2) gdb then advances the breakpointed thread passed the breakpoint and then resumes all threads.

3) gdbserver gets the resume request and looks for a thread with a pending signal, finds it (the SIGPROF'd thread), and leaves all threads stopped knowing linux_wait_for_event will find the thread with status_pending_p (there could be more than one of course).

4) gdbserver then enters wait processing for all threads, linux_wait_for_thread finds the SIGPROF'd thread which linux_wait_1 forwards on to the inferior, and goes back to waiting for all threads.

5) At this point only the SIGPROF'd thread is running and linux_wait_1 is waiting for an event worthy of reporting back to gdb.
gdbserver sees the SIGSTOP that was sent earlier to stop all threads, knows it no longer cares about it, resumes the thread, and goes back to waiting for all threads.

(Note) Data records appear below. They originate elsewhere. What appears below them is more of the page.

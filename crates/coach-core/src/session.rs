//! Per-session interview state.
//!
//! A [`SessionState`] is an explicit value owned by one orchestrator. Nothing
//! here is global, so independent sessions can run side by side.

use chrono::{DateTime, Utc};
use serde::{Deserialize, Serialize};
use strum::Display;
use uuid::Uuid;

use crate::error::{CoachError, Result};
use crate::transcript::Transcript;

/// Where the interview currently stands.
///
/// Transitions only move forward:
/// `AwaitingScenario → AwaitingQuestion ⇄ AwaitingResponse → Terminated`.
#[derive(Debug, Clone, Copy, Default, PartialEq, Eq, Serialize, Deserialize, Display)]
#[serde(rename_all = "snake_case")]
pub enum InterviewPhase {
    /// No scenario has been generated yet.
    #[default]
    #[strum(serialize = "awaiting the case scenario")]
    AwaitingScenario,
    /// The next interviewer question must be generated.
    #[strum(serialize = "awaiting the next question")]
    AwaitingQuestion,
    /// A question is on screen and the candidate has not answered.
    #[strum(serialize = "awaiting a candidate response")]
    AwaitingResponse,
    /// The candidate ended the interview.
    #[strum(serialize = "the interview is terminated")]
    Terminated,
}

/// What the candidate did with the pending question.
#[derive(Debug, Clone, PartialEq, Eq)]
pub enum CandidateReply {
    /// A non-empty answer to record.
    Answer(String),
    /// End the interview.
    End,
}

impl CandidateReply {
    /// Interprets raw driver input.
    ///
    /// Blank input always ends the interview. When `end_token` is set, input
    /// equal to it (ignoring ASCII case and surrounding whitespace) ends it too.
    /// Any other input is recorded exactly as typed.
    pub fn from_input(input: &str, end_token: Option<&str>) -> Self {
        let trimmed = input.trim();
        if trimmed.is_empty() {
            return Self::End;
        }
        match end_token.map(str::trim) {
            Some(token) if !token.is_empty() && trimmed.eq_ignore_ascii_case(token) => Self::End,
            _ => Self::Answer(input.to_string()),
        }
    }

    pub fn is_end(&self) -> bool {
        matches!(self, Self::End)
    }
}

/// Everything one interview session accumulates.
///
/// The phase is the only record of termination, so a terminated session can
/// never be observed in an earlier phase.
#[derive(Debug, Clone, Serialize)]
pub struct SessionState {
    id: String,
    started_at: DateTime<Utc>,
    scenario: Option<String>,
    transcript: Transcript,
    pending_question: Option<String>,
    unanswered_question: Option<String>,
    phase: InterviewPhase,
    feedback_generated: bool,
}

impl SessionState {
    pub fn new() -> Self {
        Self {
            id: Uuid::new_v4().to_string(),
            started_at: Utc::now(),
            scenario: None,
            transcript: Transcript::new(),
            pending_question: None,
            unanswered_question: None,
            phase: InterviewPhase::AwaitingScenario,
            feedback_generated: false,
        }
    }

    pub fn id(&self) -> &str {
        &self.id
    }

    pub fn started_at(&self) -> DateTime<Utc> {
        self.started_at
    }

    pub fn scenario(&self) -> Option<&str> {
        self.scenario.as_deref()
    }

    pub fn transcript(&self) -> &Transcript {
        &self.transcript
    }

    /// The question currently waiting for an answer.
    pub fn pending_question(&self) -> Option<&str> {
        self.pending_question.as_deref()
    }

    /// The question that was on screen when the candidate ended the interview.
    /// It is never part of the transcript.
    pub fn unanswered_question(&self) -> Option<&str> {
        self.unanswered_question.as_deref()
    }

    pub fn phase(&self) -> InterviewPhase {
        self.phase
    }

    pub fn is_terminated(&self) -> bool {
        self.phase == InterviewPhase::Terminated
    }

    pub fn feedback_generated(&self) -> bool {
        self.feedback_generated
    }

    pub(crate) fn ensure_phase(
        &self,
        expected: InterviewPhase,
        operation: &'static str,
    ) -> Result<()> {
        if self.phase == expected {
            Ok(())
        } else {
            Err(CoachError::invalid_transition(operation, self.phase))
        }
    }

    pub(crate) fn set_scenario(&mut self, text: String) -> &str {
        self.phase = InterviewPhase::AwaitingQuestion;
        self.scenario.insert(text)
    }

    pub(crate) fn set_pending_question(&mut self, text: String) -> &str {
        self.phase = InterviewPhase::AwaitingResponse;
        self.pending_question.insert(text)
    }

    /// Applies the candidate's reply to the pending question.
    pub(crate) fn apply_reply(&mut self, reply: CandidateReply) -> Result<InterviewPhase> {
        self.ensure_phase(InterviewPhase::AwaitingResponse, "record a candidate response")?;

        let question = self.pending_question.take().unwrap_or_default();
        match reply {
            CandidateReply::Answer(answer) => {
                self.transcript.push(question, answer);
                self.phase = InterviewPhase::AwaitingQuestion;
            }
            CandidateReply::End => {
                self.unanswered_question = Some(question);
                self.phase = InterviewPhase::Terminated;
            }
        }
        Ok(self.phase)
    }

    pub(crate) fn mark_feedback_generated(&mut self) {
        self.feedback_generated = true;
    }
}

impl Default for SessionState {
    fn default() -> Self {
        Self::new()
    }
}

The thread continues to receive SIGPROF which are continually forwarded on and eventually the thread exits.

6) At this point gdbserver is hung waiting for an event from some thread, but no threads are running.

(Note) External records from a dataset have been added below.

use std::fs;
use std::sync::Arc;

use anyhow::{Context, Result, anyhow};
use coach_core::{CandidateDriver, CaseType, InterviewOrchestrator};
use coach_infrastructure::{CoachSettings, SettingsStorage};
use coach_interaction::OpenAiClient;
use tracing::{info, warn};

use crate::InterviewArgs;
use crate::console::{ConsoleDriver, ScriptDriver};
use crate::options::{self, ModelOptions, SessionOptions};
use crate::render;

pub async fn handle(args: &InterviewArgs) -> Result<()> {
    let settings = load_settings()?;
    let options = options::resolve(args, &settings)?;

    // Credentials are checked before the candidate is asked anything.
    let client = apply_model_options(OpenAiClient::try_from_env()?, &options.model)?;
    info!(model = %client.model(), "Using OpenAI model");

    match &options.script {
        Some(path) => {
            let text = fs::read_to_string(path)
                .with_context(|| format!("failed to read script {}", path.display()))?;
            let case_type = options
                .case_type
                .ok_or_else(|| anyhow!("--case-type is required when answers come from --script"))?;
            let mut driver = ScriptDriver::new(&text, &options.end_token);
            run_session(client, case_type, &options, &mut driver).await?;
            if driver.remaining() > 0 {
                warn!(lines = driver.remaining(), "Script lines after the end of the interview were ignored");
            }
            Ok(())
        }
        None => {
            let mut driver = ConsoleDriver::new(options.end_token.clone())?;
            let case_type = match options.case_type {
                Some(case_type) => case_type,
                None => driver.prompt_case_type()?,
            };
            run_session(client, case_type, &options, &mut driver).await
        }
    }
}

/// A missing config directory is not an error; a broken config file is.
fn load_settings() -> Result<CoachSettings> {
    match SettingsStorage::new() {
        Ok(storage) => storage
            .load()
            .with_context(|| format!("failed to load {}", storage.path().display())),
        Err(err) => {
            warn!(error = %err, "Config directory unavailable, using default settings");
            Ok(CoachSettings::default())
        }
    }
}

fn apply_model_options(mut client: OpenAiClient, model: &ModelOptions) -> Result<OpenAiClient> {
    if let Some(name) = &model.name {
        client = client.with_model(name.as_str());
    }
    if let Some(temperature) = model.temperature {
        client = client.with_temperature(temperature);
    }
    if let Some(max_tokens) = model.max_tokens {
        client = client.with_max_tokens(max_tokens);
    }
    if let Some(base_url) = &model.base_url {
        client = client.with_base_url(base_url.as_str());
    }
    if let Some(timeout) = model.timeout {
        client = client.with_timeout(timeout)?;
    }
    Ok(client)
}

async fn run_session(
    client: OpenAiClient,
    case_type: CaseType,
    options: &SessionOptions,
    driver: &mut dyn CandidateDriver,
) -> Result<()> {
    render::banner(case_type, options.style, &options.end_token);

    let report = InterviewOrchestrator::new(Arc::new(client))
        .run(case_type, options.style, driver)
        .await?;

    info!(
        session_id = %report.session_id,
        exchanges = report.transcript.len(),
        "Interview finished"
    );
    Ok(())
}

#[cfg(test)]
mod tests {
    use std::time::Duration;

    use super::*;

    #[test]
    fn test_apply_model_options_overrides_model() {
        let model = ModelOptions {
            name: Some("gpt-4o-mini".into()),
            temperature: Some(0.2),
            timeout: Some(Duration::from_secs(10)),
            base_url: Some("http://localhost:8080/v1/".into()),
            ..ModelOptions::default()
        };

        let client = apply_model_options(OpenAiClient::new("sk-test", "gpt-3.5-turbo"), &model)
            .unwrap();

        assert_eq!(client.model(), "gpt-4o-mini");
    }

    #[test]
    fn test_apply_model_options_keeps_defaults() {
        let client = apply_model_options(
            OpenAiClient::new("sk-test", "gpt-3.5-turbo"),
            &ModelOptions::default(),
        )
        .unwrap();

        assert_eq!(client.model(), "gpt-3.5-turbo");
    }
}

From a high level perspective, if we want to keep the "any_pending" processing, a signal gdb doesn't care about is different than a signal gdb does care about, and the "any_pending" processing that gdbserver does only applies to the latter, not the former.  E.g., if there are 10 threads to be resumed, 1 of which is a "normal" resume after a SIGSTOP, and 9 have different signals all marked as "nostop noprint pass", then that is no different than having the same 10 threads all marked for "normal" resumption: resume them all in the way appropriate for each thread.
Thus, from a high level perspective, IWBN to distinguish signals thusly.  Whether that's actually easy/possible in the implementation ... have to see.
Comment 3 dje 2013-12-04 19:37:17 UTC
(In reply to dje from comment #2)
> What happens here is this:

For completeness sake, that's from analyzing the hang using thread-test-2 in the attached testcase.
Comment 4 eclipsehivernale 2014-11-23 15:33:53 UTC
I am a software developer of a multi threaded application (about 10 threads).
Recently we decided to use tcmalloc instead of the glibc malloc.
It is a google open source malloc optimized for multi allocation allocation.

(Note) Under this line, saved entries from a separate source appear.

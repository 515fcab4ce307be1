//! Prompt templates for the three interview phases.

use minijinja::{Environment, context};
use serde::{Deserialize, Serialize};
use strum::Display;

use crate::case::CaseType;
use crate::error::Result;
use crate::style::FeedbackStyle;
use crate::transcript::Transcript;

const SCENARIO_TEMPLATE: &str = "You are a case study expert. Based on the following description, \
create a unique, realistic case scenario:\n\n\
{{ case_description }}\n\n\
The scenario should be challenging and relevant for a case interview. \
Make sure to provide sufficient details for the candidate to analyze.";

const QUESTION_TEMPLATE: &str = "You are an interviewer conducting a case study interview. \
Based on the following scenario, ask the next question in a way that guides the candidate \
through analyzing the scenario. Do not provide any candidate responses.\n\n\
Scenario:\n{{ scenario }}\n\n\
Previous responses:\n{{ previous_responses }}\n\n\
Next Question:";

const FEEDBACK_TEMPLATE: &str = "Provide feedback in the style of {{ feedback_style }} for the \
following conversation. Analyze the user's responses, highlight strengths (if there are no \
strengths, be honest but kind), areas for improvement, and suggestions for a strategic approach.\n\n\
Conversation:\n{{ conversation_history }}";

/// Which phase a prompt belongs to.
#[derive(Debug, Clone, Copy, PartialEq, Eq, Serialize, Deserialize, Display)]
#[serde(rename_all = "snake_case")]
pub enum PromptKind {
    #[strum(serialize = "case scenario")]
    Scenario,
    #[strum(serialize = "interview question")]
    Question,
    #[strum(serialize = "feedback")]
    Feedback,
}

impl PromptKind {
    fn template(self) -> &'static str {
        match self {
            Self::Scenario => SCENARIO_TEMPLATE,
            Self::Question => QUESTION_TEMPLATE,
            Self::Feedback => FEEDBACK_TEMPLATE,
        }
    }
}

/// Renders the interview prompts.
///
/// Values are inserted verbatim: the environment has no auto-escaping and the
/// transcript keeps its trailing newline.
pub struct PromptLibrary {
    env: Environment<'static>,
}

impl PromptLibrary {
    pub fn new() -> Self {
        Self {
            env: Environment::new(),
        }
    }

    /// Instruction to invent a scenario for `case_type`.
    pub fn scenario(&self, case_type: CaseType) -> Result<String> {
        let rendered = self.env.render_str(
            PromptKind::Scenario.template(),
            context! { case_description => case_type.description() },
        )?;
        Ok(rendered)
    }

    /// Instruction to ask the next question given everything said so far.
    pub fn question(&self, scenario: &str, transcript: &Transcript) -> Result<String> {
        let rendered = self.env.render_str(
            PromptKind::Question.template(),
            context! {
                scenario => scenario,
                previous_responses => transcript.serialize(),
            },
        )?;
        Ok(rendered)
    }

    /// Instruction to critique the whole transcript in `style`.
    pub fn feedback(&self, style: FeedbackStyle, transcript: &Transcript) -> Result<String> {
        let rendered = self.env.render_str(
            PromptKind::Feedback.template(),
            context! {
                feedback_style => style.label(),
                conversation_history => transcript.serialize(),
            },
        )?;
        Ok(rendered)
    }
}

impl Default for PromptLibrary {
    fn default() -> Self {
        Self::new()
    }
}

#[cfg(test)]
mod tests {
    use super::*;

    #[test]
    fn test_scenario_prompt_embeds_description() {
        let prompts = PromptLibrary::new();
        for case in CaseType::all() {
            let prompt = prompts.scenario(case).unwrap();
            assert!(prompt.starts_with("You are a case study expert."));
            assert!(prompt.contains(case.description()));
            assert!(prompt.ends_with("sufficient details for the candidate to analyze."));
        }
    }

    #[test]
    fn test_question_prompt_layout() {
        let prompts = PromptLibrary::new();
        let mut transcript = Transcript::new();
        transcript.push("What is the target market?", "Western Europe, electronics");

        let prompt = prompts.question("A TV maker & its rivals", &transcript).unwrap();

        assert!(prompt.contains("Scenario:\nA TV maker & its rivals\n\n"));
        assert!(prompt.contains(
            "Previous responses:\nInterviewer: What is the target market?\n\
             Candidate: Western Europe, electronics\n\n\nNext Question:"
        ));
        assert!(prompt.ends_with("Next Question:"));
    }

    #[test]
    fn test_question_prompt_with_empty_transcript() {
        let prompts = PromptLibrary::new();
        let prompt = prompts.question("scenario", &Transcript::new()).unwrap();
        assert!(prompt.contains("Previous responses:\n\n\nNext Question:"));
    }

    #[test]
    fn test_feedback_prompt_names_style() {
        let prompts = PromptLibrary::new();
        let mut transcript = Transcript::new();
        transcript.push("Q1", "A1");

        let prompt = prompts.feedback(FeedbackStyle::Bcg, &transcript).unwrap();

        assert!(prompt.starts_with("Provide feedback in the style of BCG-style"));
        assert!(prompt.ends_with("Conversation:\nInterviewer: Q1\nCandidate: A1\n"));
    }
}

Since this change, it is impossible to use gdbserver.
The SIGPROF signal management is automatic in tcmalloc library.
After a few "next" operation, gdbserver hangs, waiting for a pending event from thread which has received a SIGPROF signal, exactly like you describe in your comment.

It is still possible to use gdb directly on the remote target, but this is a waste of time.
I also observed once gdb hanged in native configuration, but I can't tell for sure it is the same issue as I just killed it and tried again.

I tested the patch you posted: https://sourceware.org/ml/gdb-patches/2013-11/msg00361.html and it seems to work fine on 7.8.50.20141107.

There are other freeze/hangs reported in the bug zilla database that may be linked to this issue, since it can appear by using any running operation (next, step, break...) and every gdb version so far are impacted.

I think more and more people will face this issue (tcmalloc + multi threaded application without control on SIGPROF) and I would like to push to integrate a fix in the next version of gdb.

Anyway thanks a lot to you for the investigation and the fix suggestion.
If no action is taken to fix gdb then I guess I will use your fix locally forever.